Non-alcoholic fatty liver disease (NAFLD) has been positively associated with premature termination of pregnancy, including pregnancy loss and preterm birth. However, the causal relationship of these associations remains to be elucidated and limited research has examined the underlying mechanisms. This study aimed to determine the causality of NAFLD and both pregnancy loss and preterm birth, and to identify potential mediators. The genetic instrument for NAFLD was constructed from a biopsy-confirmed genome-wide association study (GWAS) study (1,483 NAFLD patients and 17,781 controls of European ancestry). The summary statistics for pregnancy loss (N = 243,704) and preterm birth (N = 122,955) were obtained from UK Biobank and FinnGen consortium, respectively. We performed two-sample mendelian randomization (MR) by the inverse variance-weighted (IVW) method, accompanied by pleiotropy-robust MR sensitivity analysis.
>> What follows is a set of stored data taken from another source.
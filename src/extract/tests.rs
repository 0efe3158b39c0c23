//! Tests for field extraction

use super::*;
use pretty_assertions::assert_eq;
use serde_json::{json, Value};
use test_case::test_case;

fn site() -> Value {
    json!({
        "id": 12,
        "url": "https://netbox.example.com/api/dcim/sites/12/",
        "display": "DC1",
        "name": "DC1",
        "slug": "dc1",
        "status": {"value": "active", "label": "Active"},
        "region": {"id": 3, "name": "Europe", "slug": "europe"},
        "group": null,
        "tenant": {"id": 7, "slug": "acme", "name": "ACME Corp"},
        "facility": "",
        "time_zone": "Europe/Berlin",
        "latitude": 52.52,
        "asns": [{"id": 1, "asn": 65001, "display": "AS65001"}],
        "description": "Main\r\ndata   centre\n\n",
        "comments": "  first line\nsecond\tline  ",
        "tags": [
            {"id": 1, "name": "Core", "slug": "core"},
            {"id": 2, "name": "Prod", "slug": "prod"}
        ],
        "shared": false,
        "custom_fields": {"owner": "ops"}
    })
}

// ============================================================================
// Direct Attribute Tests
// ============================================================================

#[test_case("name", "DC1" ; "string")]
#[test_case("id", "12" ; "integer")]
#[test_case("latitude", "52.52" ; "float")]
#[test_case("shared", "false" ; "bool")]
#[test_case("facility", "" ; "empty string")]
#[test_case("group", "" ; "null")]
#[test_case("nonexistent", "" ; "missing")]
fn test_direct_attribute(field: &str, expected: &str) {
    assert_eq!(resolve_field(&site(), field), expected);
}

// ============================================================================
// Nested Object Tests
// ============================================================================

#[test_case("region", "Europe" ; "name preferred")]
#[test_case("tenant", "ACME Corp" ; "name over slug")]
#[test_case("status", "active" ; "choice value")]
#[test_case("region.slug", "europe" ; "dotted path")]
#[test_case("tenant.id", "7" ; "dotted id")]
#[test_case("status.label", "Active" ; "choice label")]
#[test_case("group.name", "" ; "null parent")]
#[test_case("region.missing", "" ; "missing child")]
#[test_case("name.length", "" ; "scalar parent")]
fn test_nested_object(field: &str, expected: &str) {
    assert_eq!(resolve_field(&site(), field), expected);
}

#[test]
fn test_nested_object_fallbacks() {
    assert_eq!(render_value(&json!({"slug": "only-slug", "id": 4})), "only-slug");
    assert_eq!(render_value(&json!({"id": 4, "url": "x"})), "4");
    assert_eq!(render_value(&json!({"name": null, "slug": "s"})), "s");
    assert_eq!(render_value(&json!({"label": "Planned"})), "Planned");
    assert_eq!(render_value(&json!({"owner": "ops"})), r#"{"owner":"ops"}"#);
}

// ============================================================================
// List Tests
// ============================================================================

#[test_case("tags", "core,prod" ; "tags by slug")]
#[test_case("tags.name", "Core,Prod" ; "tags by name")]
#[test_case("tags.id", "1,2" ; "tags by id")]
#[test_case("asns", "1" ; "objects without slug or name")]
#[test_case("asns.asn", "65001" ; "list attribute")]
fn test_list_join(field: &str, expected: &str) {
    assert_eq!(resolve_field(&site(), field), expected);
}

#[test]
fn test_list_edge_cases() {
    assert_eq!(render_value(&json!([])), "");
    assert_eq!(render_value(&json!(["a", 2, null, true])), "a,2,true");
    assert_eq!(render_value(&json!([{"name": "x"}, {"slug": "y"}])), "x,y");

    let record = json!({"vlans": [{"vid": 10}, {"vid": null}, {}, {"vid": 30}]});
    assert_eq!(resolve_field(&record, "vlans.vid"), "10,30");
}

#[test]
fn test_list_of_lists() {
    let record = json!({"a": [{"b": [{"slug": "x"}, {"slug": "y"}]}, {"b": [{"slug": "z"}]}]});
    assert_eq!(resolve_field(&record, "a.b"), "x,y,z");
    assert_eq!(resolve_field(&record, "a.b.slug"), "x,y,z");
}

// ============================================================================
// Normalization Tests
// ============================================================================

#[test_case("line 1\nline 2", "line 1 line 2" ; "newline")]
#[test_case("a\r\nb\rc", "a b c" ; "carriage returns")]
#[test_case("  a   b  ", "a b" ; "collapse and trim")]
#[test_case("tab\tseparated", "tab separated" ; "tabs")]
#[test_case("", "" ; "empty")]
#[test_case("\n\n", "" ; "only whitespace")]
fn test_normalize(input: &str, expected: &str) {
    assert_eq!(normalize(input), expected);
}

// ============================================================================
// Row Tests
// ============================================================================

#[test]
fn test_extract_row() {
    let columns: Vec<String> = [
        "name",
        "status",
        "region",
        "tenant.slug",
        "description",
        "comments",
        "tags",
        "group",
        "id",
    ]
    .iter()
    .map(|s| (*s).to_string())
    .collect();

    let row = extract_row(&site(), &columns);
    assert_eq!(
        row,
        vec![
            "DC1",
            "active",
            "Europe",
            "acme",
            "Main data centre",
            "first line second line",
            "core,prod",
            "",
            "12",
        ]
    );
}

#[test]
fn test_row_extractor_reuse() {
    let extractor = RowExtractor::new(&["name".to_string(), "id".to_string()]);
    assert_eq!(extractor.width(), 2);

    let rows: Vec<_> = [json!({"id": 1, "name": "a"}), json!({"id": 2})]
        .iter()
        .map(|r| extractor.extract(r))
        .collect();
    assert_eq!(rows, vec![vec!["a", "1"], vec!["", "2"]]);
}

#[test]
fn test_field_path_parse() {
    let path = FieldPath::parse("tenant.group.slug");
    assert_eq!(path.segments(), &["tenant", "group", "slug"]);
    assert_eq!(LIST_SEPARATOR, ",");
}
Two-step MR analysis was used to investigate the mediation effect of five placental diseases. The proportion of mediated effect was calculated by dividing the indirect effect by the total effect. The results from IVW showed that genetic liability to NAFLD was associated with an increased risk for pregnancy loss (odds ratio [95% confidence interval] =1.03[1.003-1.066], p=0.03) and preterm birth (1.08[1.004-1.165], p=0.04). In the first step of the two-step MR analysis, our result showed significant associations between genetically predicted NAFLD and PROM (1.14[1.034-1.254], p=0.009). Genetically driven PROM was found significantly associated with an increased risk of pregnancy loss (1.03 [1.003-1.060], p=0.029), which remained significant even after adjusting for genetically predicted NAFLD (1.05[1.012-1.082], p=0.007). Our findings suggested that PROM partially (17%, 95%CI: 0%-42%) mediates the genetically predicted effect of NAFLD on pregnancy loss. This study suggests a possible higher risk of pregnancy loss and preterm birth in NAFLD and the association for pregnancy loss may be mediated by PROM.